- _What to produce_:
What is the number of lines in the data that hold the string "Plaintext"? Reply with that number only.

Stored data entries:

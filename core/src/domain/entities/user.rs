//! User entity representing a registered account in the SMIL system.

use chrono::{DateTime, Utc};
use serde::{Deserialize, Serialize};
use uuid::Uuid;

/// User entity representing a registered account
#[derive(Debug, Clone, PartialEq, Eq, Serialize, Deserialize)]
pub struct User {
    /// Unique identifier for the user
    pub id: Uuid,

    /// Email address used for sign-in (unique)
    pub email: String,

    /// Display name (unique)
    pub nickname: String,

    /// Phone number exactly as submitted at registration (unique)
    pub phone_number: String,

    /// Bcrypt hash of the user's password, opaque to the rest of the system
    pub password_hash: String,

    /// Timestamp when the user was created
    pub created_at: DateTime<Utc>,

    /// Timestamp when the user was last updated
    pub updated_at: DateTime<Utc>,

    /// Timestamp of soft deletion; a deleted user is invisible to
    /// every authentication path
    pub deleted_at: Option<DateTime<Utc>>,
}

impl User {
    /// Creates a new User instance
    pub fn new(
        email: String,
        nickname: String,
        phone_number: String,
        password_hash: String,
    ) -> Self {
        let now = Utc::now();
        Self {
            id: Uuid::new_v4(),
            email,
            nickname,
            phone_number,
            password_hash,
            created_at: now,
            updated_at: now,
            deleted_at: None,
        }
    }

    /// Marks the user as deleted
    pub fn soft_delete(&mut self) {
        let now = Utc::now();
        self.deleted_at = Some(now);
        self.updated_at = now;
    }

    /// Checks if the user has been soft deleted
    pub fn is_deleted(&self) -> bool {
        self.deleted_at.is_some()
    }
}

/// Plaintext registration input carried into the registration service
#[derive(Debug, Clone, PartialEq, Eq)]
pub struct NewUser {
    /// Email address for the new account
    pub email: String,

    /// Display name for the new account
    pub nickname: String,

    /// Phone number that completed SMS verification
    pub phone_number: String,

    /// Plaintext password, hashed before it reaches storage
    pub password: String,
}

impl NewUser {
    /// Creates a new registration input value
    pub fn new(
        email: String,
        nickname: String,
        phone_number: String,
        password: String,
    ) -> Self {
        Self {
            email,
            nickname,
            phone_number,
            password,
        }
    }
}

--

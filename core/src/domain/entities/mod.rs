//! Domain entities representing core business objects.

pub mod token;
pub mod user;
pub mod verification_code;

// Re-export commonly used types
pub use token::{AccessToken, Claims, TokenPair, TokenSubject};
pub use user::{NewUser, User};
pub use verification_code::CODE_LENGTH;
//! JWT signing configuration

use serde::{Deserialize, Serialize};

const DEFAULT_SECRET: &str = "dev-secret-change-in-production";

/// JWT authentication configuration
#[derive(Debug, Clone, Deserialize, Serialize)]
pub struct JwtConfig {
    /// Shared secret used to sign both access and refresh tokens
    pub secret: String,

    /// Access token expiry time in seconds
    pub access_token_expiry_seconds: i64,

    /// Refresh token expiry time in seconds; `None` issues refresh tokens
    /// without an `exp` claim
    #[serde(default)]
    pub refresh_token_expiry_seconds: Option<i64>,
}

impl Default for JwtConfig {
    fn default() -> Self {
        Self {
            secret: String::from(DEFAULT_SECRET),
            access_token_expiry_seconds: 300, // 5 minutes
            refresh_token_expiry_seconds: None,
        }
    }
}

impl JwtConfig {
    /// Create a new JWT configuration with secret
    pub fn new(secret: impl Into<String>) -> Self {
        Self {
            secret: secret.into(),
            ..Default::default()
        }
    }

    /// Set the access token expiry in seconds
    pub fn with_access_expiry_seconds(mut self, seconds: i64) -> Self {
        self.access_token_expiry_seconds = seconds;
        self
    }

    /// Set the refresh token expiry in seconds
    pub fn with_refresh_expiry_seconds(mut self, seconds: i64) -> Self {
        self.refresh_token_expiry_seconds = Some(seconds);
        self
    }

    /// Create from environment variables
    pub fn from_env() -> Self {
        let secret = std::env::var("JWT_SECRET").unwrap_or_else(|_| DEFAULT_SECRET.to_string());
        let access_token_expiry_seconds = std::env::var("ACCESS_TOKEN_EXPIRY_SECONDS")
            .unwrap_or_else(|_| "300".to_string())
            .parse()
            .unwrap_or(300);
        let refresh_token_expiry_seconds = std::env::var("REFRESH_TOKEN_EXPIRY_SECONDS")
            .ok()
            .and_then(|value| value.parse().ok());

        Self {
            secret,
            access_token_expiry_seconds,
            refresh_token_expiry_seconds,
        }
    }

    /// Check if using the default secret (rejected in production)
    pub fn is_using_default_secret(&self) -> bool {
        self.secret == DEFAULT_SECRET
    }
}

- _Output for this task_:
2